К сожалению, у моей груди не было такой способности. Они были чертовски твердыми, и так сильно болели, что я расплакалась. Взяла молокоотсос, посмотрела на него и осознала, что эта штука не должна быть рядом с девушкой, когда ей так больно. Согласно словам медсестры, теплый душ был следующим подходящим действием, поэтому я позволила горячей воде скользить по моему телу, надеясь, что грудь освободится от небольшого количества молока, и мне станет легче. Казалось, что это не помогло.
— Кейт? — позвал Шейн, испугав меня. Я зашипела, когда коснулась рукой одной из своей груди. Боже, это агония.
— Да? — крикнула дрожащим голосом.
— Ты там уже долго, детка. Все хорошо? — его голос становился ближе.

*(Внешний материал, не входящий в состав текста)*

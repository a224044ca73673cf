use chrono::{DateTime, Utc};
use serde::{Deserialize, Serialize};
use sqlx::types::BigDecimal;
use uuid::Uuid;

#[derive(Debug, Serialize, Deserialize, Clone, Copy, sqlx::Type, PartialEq)]
#[sqlx(type_name = "class_level", rename_all = "snake_case")]
pub enum ClassLevel {
    Primary,
    Secondary,
    High,
    University,
    Other,
}

impl ClassLevel {
    pub fn to_str(&self) -> &str {
        match self {
            ClassLevel::Primary => "primary",
            ClassLevel::Secondary => "secondary",
            ClassLevel::High => "high",
            ClassLevel::University => "university",
            ClassLevel::Other => "other",
        }
    }
}

#[derive(Debug, Serialize, Deserialize, Clone, Copy, sqlx::Type, PartialEq)]
#[sqlx(type_name = "class_status", rename_all = "snake_case")]
pub enum ClassStatus {
    Pending,
    Approved,
    Rejected,
    Matched,
    Completed,
}

#[derive(Debug, Serialize, Deserialize, Clone, Copy, sqlx::Type, PartialEq)]
#[sqlx(type_name = "application_status", rename_all = "snake_case")]
pub enum ApplicationStatus {
    Pending,
    Approved,
    Rejected,
    Selected,
}

#[derive(Debug, Serialize, Deserialize, Clone, Copy, sqlx::Type, PartialEq)]
#[sqlx(type_name = "contract_status", rename_all = "snake_case")]
pub enum ContractStatus {
    Active,
    Completed,
    Cancelled,
}

#[derive(Debug, Clone, Serialize, Deserialize, sqlx::FromRow)]
pub struct ClassRequest {
    pub id: Uuid,
    pub customer_id: Uuid,
    pub subject: String,
    pub level: ClassLevel,
    pub location_state: String,
    pub location_city: String,
    pub location_address: String,
    pub schedule: String,
    pub tutor_requirements: Option<String>,
    pub special_requirements: Option<String>,
    pub status: Option<ClassStatus>,        // Database has DEFAULT 'pending', can be NULL
    pub selected_tutor_id: Option<Uuid>,
    pub created_at: Option<DateTime<Utc>>,  // Database has DEFAULT NOW(), can be NULL
    pub updated_at: Option<DateTime<Utc>>,  // Database has DEFAULT NOW(), can be NULL
}

#[derive(Debug, Serialize, Deserialize, sqlx::FromRow, Clone)]
pub struct TutorApplication {
    pub id: Uuid,
    pub tutor_id: Uuid,
    pub class_id: Uuid,
    pub status: Option<ApplicationStatus>,  // Database has DEFAULT 'pending', can be NULL
    pub self_introduction: String,
    pub created_at: Option<DateTime<Utc>>,  // Database has DEFAULT NOW(), can be NULL
}

#[derive(Debug, Serialize, Deserialize, sqlx::FromRow, Clone)]
pub struct Contract {
    pub id: Uuid,
    pub class_id: Uuid,
    pub tutor_id: Uuid,
    pub customer_id: Uuid,
    pub start_date: DateTime<Utc>,
    pub end_date: DateTime<Utc>,
    pub fee: BigDecimal,
    pub status: Option<ContractStatus>,     // Database has DEFAULT 'active', can be NULL
    pub created_at: Option<DateTime<Utc>>,  // Database has DEFAULT NOW(), can be NULL
}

— Да, я выйду через минуту, — отозвалась я.
Должно быть он услышал что-то в моем голосе, потому что через секунду отдернул шторку немного и просунул голову в укутанную паром душевую.
— Что не так?
Я повернулась к нему и прикусила щеку изнутри, когда его глаза расширились.
— Иисус Христос! — сказал он. — Какого хрена?
— Айрис не голодна, — шмыгнула я носом. — Они так болят.
Он скрылся за занавеской и через минуту залез в душ голый, уставившись на мою грудь.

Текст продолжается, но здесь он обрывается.